Ready for the pan or the pot, 12.7mm lead did the deed, dead before it hit the ground.


----------



## Mister Magpie (Apr 10, 2013)

Even after reading the title I had to stare at that picture for a while before I got it. Okay, I am slow...Nice shooting and happy eating.

Darren


----------



## ikevin007 (Aug 18, 2013)

You eat those black birds?


----------



## August West (Jan 21, 2012)

You better believe I eat them, medium rare to boot.


----------



## mr. green (Nov 3, 2012)

Yummy. Beautiful slingshot, BTW. Thanks for sharing.


----------



## August West (Jan 21, 2012)

Thank you, it shoots very well for me as well.


----------



## Imperial (Feb 9, 2011)

aww man i missed the pic ! can you re-up it ? this reminds me, dove season starts this weekend over here. and apparently the non-native eurasian collared doves have been declared open season year round here in my county. this weekend i will try to stain my slingshots with the blood of eurasian collared doves, mwahahahahahahahaha ! ! !


----------



## August West (Jan 21, 2012)

Try again Imperial, photobucket seems to be doing some updating or something?


----------



## Imperial (Feb 9, 2011)

wow, it looks like a prune. i bet it tasted yummy. and i love that slingshot. thanx for the re-post of pic.


----------



## SmilingFury (Jul 2, 2013)

Beautiful SS and piece of breast. Are those bands a combo? One latex and one TBG? Is there any reason why you use them in tandem? Just noobie curious...


----------



## August West (Jan 21, 2012)

Thanks for the comments guys. 

SmilingFury, Love Zatoichi I would love to own the entire series but they are actually really expensive when you can find them. I do shoot mixed bandsets, .030 latex and TBG and I can honestly say that there is no reason for it what so ever. I had quite a bit of both cut and just started mis-matching them, now it is just sort of habit and superstition to do it. lol


----------



## SmilingFury (Jul 2, 2013)

Zatoichi was the MAN! You can find quite a few of them for free online. Both the movies and the made for tv series. They also did a modern remake a few years ago that wasnt half bad. Google it.
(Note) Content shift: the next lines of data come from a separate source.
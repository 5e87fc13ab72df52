use serde::{Deserialize, Serialize};

pub type ResearchId = String;

/// How a bearer credential was obtained.
#[derive(Debug, Clone, Copy, PartialEq, Eq, Serialize, Deserialize)]
pub enum CredentialSource {
    #[serde(rename = "password_login")]
    PasswordLogin,
    #[serde(rename = "oauth_provider")]
    OAuthProvider,
}

/// Bearer credential as persisted by the token store.
///
/// Expiry is managed by whoever issued the token and is not tracked here.
#[derive(Debug, Clone, PartialEq, Eq, Serialize, Deserialize)]
pub struct Credential {
    pub access_token: String,
    pub obtained_from: CredentialSource,
}

impl Credential {
    pub fn new(access_token: impl Into<String>, obtained_from: CredentialSource) -> Self {
        Self {
            access_token: access_token.into(),
            obtained_from,
        }
    }
}

#[derive(Debug, Clone, PartialEq, Eq, Serialize, Deserialize)]
pub struct UserProfile {
    #[serde(default)]
    pub id: Option<i64>,
    pub email: String,
    pub username: String,
    pub created_at: String,
    /// Synthesized locally from a provider session, not yet confirmed by the backend.
    #[serde(default, skip_serializing_if = "std::ops::Not::not")]
    pub provisional: bool,
}

impl UserProfile {
    const UNKNOWN_EMAIL: &'static str = "unknown@example.com";

    /// Builds a placeholder profile from the email a provider session carries.
    pub fn provisional(email: Option<&str>, created_at: impl Into<String>) -> Self {
        let email = email
            .map(str::trim)
            .filter(|email| !email.is_empty())
            .unwrap_or(Self::UNKNOWN_EMAIL);
        let username = email.split('@').next().unwrap_or(email).to_string();
        Self {
            id: None,
            email: email.to_string(),
            username,
            created_at: created_at.into(),
            provisional: true,
        }
    }

    /// The key a user is recognized by across provisional and authoritative profiles.
    pub fn identity_key(&self) -> &str {
        &self.email
    }

    /// True if `other` describes the same person: emails match, and ids match when both are known.
    pub fn same_identity(&self, other: &UserProfile) -> bool {
        let ids_agree = match (self.id, other.id) {
            (Some(a), Some(b)) => a == b,
            _ => true,
        };
        ids_agree && self.email.eq_ignore_ascii_case(&other.email)
    }
}

#[derive(Debug, Clone, Copy, PartialEq, Eq, Serialize, Deserialize)]
#[serde(rename_all = "snake_case")]
pub enum JobStatus {
    Pending,
    #[serde(alias = "processing")]
    InProgress,
    Completed,
    Failed,
}

impl JobStatus {
    pub fn is_terminal(self) -> bool {
        matches!(self, JobStatus::Completed | JobStatus::Failed)
    }
}

#[derive(Debug, Clone, PartialEq, Eq)]
pub struct ResearchJob {
    pub id: ResearchId,
    pub status: JobStatus,
    pub topic: String,
}

#[derive(Debug, Clone, PartialEq, Eq, Serialize, Deserialize)]
pub struct ResearchRequest {
    pub topic: String,
    #[serde(default, skip_serializing_if = "Option::is_none")]
    pub additional_context: Option<String>,
}

/// Backend acknowledgement of a research submission.
#[derive(Debug, Clone, PartialEq, Eq, Serialize, Deserialize)]
pub struct SubmittedResearch {
    pub research_id: ResearchId,
    pub status: JobStatus,
    #[serde(default)]
    pub estimated_time: Option<u64>,
}

#[derive(Debug, Clone, PartialEq, Eq, Serialize, Deserialize)]
pub struct ReportSection {
    pub title: String,
    pub content: String,
}

#[derive(Debug, Clone, PartialEq, Eq, Serialize, Deserialize)]
pub struct Source {
    pub title: String,
    pub url: String,
    #[serde(default, skip_serializing_if = "Option::is_none")]
    pub snippet: Option<String>,
}

#[derive(Debug, Clone, PartialEq, Eq, Serialize, Deserialize)]
pub struct ResearchReport {
    pub id: ResearchId,
    pub topic: String,
    pub summary: String,
    #[serde(default)]
    pub sections: Vec<ReportSection>,
    #[serde(default)]
    pub sources: Vec<Source>,
    pub created_at: String,
}

#[derive(Debug, Clone, PartialEq, Eq, Serialize, Deserialize)]
pub struct HistoryEntry {
    pub id: ResearchId,
    #[serde(default)]
    pub user_id: Option<i64>,
    pub topic: String,
    pub created_at: String,
}

#[derive(Debug, Clone, PartialEq, Eq, Default, Serialize, Deserialize)]
pub struct ResearchHistory {
    #[serde(default)]
    pub researches: Vec<HistoryEntry>,
}

impl ResearchHistory {
    pub fn ids(&self) -> impl Iterator<Item = &str> {
        self.researches.iter().map(|entry| entry.id.as_str())
    }

    pub fn len(&self) -> usize {
        self.researches.len()
    }

    pub fn is_empty(&self) -> bool {
        self.researches.is_empty()
    }
}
Any Ichi fan would enjoy it I think.


----------



## bigron (Nov 29, 2012)

what kind of bird was your kill and i love that shooter


----------



## Btoon84 (Nov 22, 2011)

Nice slingshot AW


----------



## August West (Jan 21, 2012)

fury, I will check out the online offerings.

bigron, it was a pigeon

thanks btoon.


----------



## rockslinger (Nov 16, 2010)

Nice shooting and great looking slingshot!


----------